[[ Provided records, beginning ]]

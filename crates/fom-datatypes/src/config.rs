// SPDX-License-Identifier: Apache-2.0 OR MIT
// Copyright (c) 2025-2026 naskel.com

//! Registry configuration.
//!
//! Supports both programmatic and file-based configuration:
//!
//! ```toml
//! max_depth = 32
//! eager = true
//! record_cycles = true
//! ```

use serde::{Deserialize, Serialize};
use std::path::Path;
use thiserror::Error;

/// Configuration errors.
#[derive(Debug, Error)]
pub enum ConfigError {
    #[error("I/O error: {0}")]
    Io(#[from] std::io::Error),

    #[error("TOML parse error: {0}")]
    Toml(#[from] toml::de::Error),

    #[error("Invalid configuration: {0}")]
    Invalid(String),
}

/// Datatype registry configuration.
#[derive(Debug, Clone, PartialEq, Eq, Serialize, Deserialize)]
pub struct RegistryConfig {
    /// Maximum nesting depth of a single resolution.
    ///
    /// Depth is counted over the descriptors one lookup has to construct.
    /// Nested datatypes already in the cache are not descended into, so a
    /// lookup that exceeds the limit on a cold cache can succeed once its
    /// deeper references have been resolved on their own.
    #[serde(default = "default_max_depth")]
    pub max_depth: usize,

    /// Resolve every declared datatype right after `initialize`.
    #[serde(default)]
    pub eager: bool,

    /// Keep a report of every cyclic reference met during construction.
    #[serde(default = "default_true")]
    pub record_cycles: bool,
}

fn default_max_depth() -> usize {
    64
}

fn default_true() -> bool {
    true
}

impl Default for RegistryConfig {
    fn default() -> Self {
        Self {
            max_depth: default_max_depth(),
            eager: false,
            record_cycles: true,
        }
    }
}

impl RegistryConfig {
    /// Load configuration from a TOML file.
    pub fn from_file<P: AsRef<Path>>(path: P) -> Result<Self, ConfigError> {
        let content = std::fs::read_to_string(path)?;
        Self::from_toml_str(&content)
    }

    /// Parse configuration from TOML text.
    pub fn from_toml_str(content: &str) -> Result<Self, ConfigError> {
        let config: Self = toml::from_str(content)?;
        config.validate()?;
        Ok(config)
    }

    /// Validate the configuration.
    pub fn validate(&self) -> Result<(), ConfigError> {
        if self.max_depth == 0 {
            return Err(ConfigError::Invalid("max_depth must be at least 1".into()));
        }
        Ok(())
    }
}
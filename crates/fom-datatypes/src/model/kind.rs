// SPDX-License-Identifier: Apache-2.0 OR MIT
// Copyright (c) 2025-2026 naskel.com

//! Datatype classes and wire byte order.

use std::fmt;

/// Datatype class, as tagged in the FOM `dataTypes` section.
#[derive(Debug, Clone, Copy, PartialEq, Eq, Hash, PartialOrd, Ord)]
pub enum DatatypeKind {
    /// `basicData`: primitive wire encoding.
    Basic,
    /// `simpleData`: scalar alias of a basic representation.
    Simple,
    /// `enumeratedData`: named values over a basic representation.
    Enumerated,
    /// `arrayData`: homogeneous collection.
    Array,
    /// `fixedRecordData`: ordered heterogeneous fields.
    FixedRecord,
    /// `variantRecordData`: discriminated union.
    VariantRecord,
    /// `NA` or any unrecognized tag. Also marks forward references that
    /// were still under construction.
    Unresolved,
}

impl DatatypeKind {
    /// Every kind that can be declared in a schema, in OMT section order.
    pub const CLASSIFIED: [DatatypeKind; 6] = [
        DatatypeKind::Basic,
        DatatypeKind::Simple,
        DatatypeKind::Enumerated,
        DatatypeKind::Array,
        DatatypeKind::FixedRecord,
        DatatypeKind::VariantRecord,
    ];

    /// Map a schema tag to its kind.
    ///
    /// Never fails: `NA` and unknown tags map to [`DatatypeKind::Unresolved`].
    pub fn from_tag(tag: &str) -> Self {
        match tag {
            "basicData" => Self::Basic,
            "simpleData" => Self::Simple,
            "enumeratedData" => Self::Enumerated,
            "arrayData" => Self::Array,
            "fixedRecordData" => Self::FixedRecord,
            "variantRecordData" => Self::VariantRecord,
            _ => Self::Unresolved,
        }
    }

    /// Schema tag for this kind.
    pub fn tag(self) -> &'static str {
        match self {
            Self::Basic => "basicData",
            Self::Simple => "simpleData",
            Self::Enumerated => "enumeratedData",
            Self::Array => "arrayData",
            Self::FixedRecord => "fixedRecordData",
            Self::VariantRecord => "variantRecordData",
            Self::Unresolved => "NA",
        }
    }
}

impl fmt::Display for DatatypeKind {
    fn fmt(&self, f: &mut fmt::Formatter<'_>) -> fmt::Result {
        f.write_str(self.tag())
    }
}

/// Byte order of a basic representation.
#[derive(Debug, Clone, Copy, PartialEq, Eq, Hash)]
pub enum ByteOrder {
    Little,
    Big,
}

impl ByteOrder {
    /// Parse the schema spelling (`LITTLE`, `Big`, ...), case-insensitive.
    pub fn from_schema(value: &str) -> Option<Self> {
        let value = value.trim();
        if value.eq_ignore_ascii_case("little") {
            Some(Self::Little)
        } else if value.eq_ignore_ascii_case("big") {
            Some(Self::Big)
        } else {
            None
        }
    }
}

impl fmt::Display for ByteOrder {
    fn fmt(&self, f: &mut fmt::Formatter<'_>) -> fmt::Result {
        match self {
            Self::Little => f.write_str("LITTLE"),
            Self::Big => f.write_str("BIG"),
        }
    }
}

[[ Provided records, end ]]

Problem requirements: Lines holding the string "Serialize" in the records: how many are there? Give only the number.

Expected answer: 2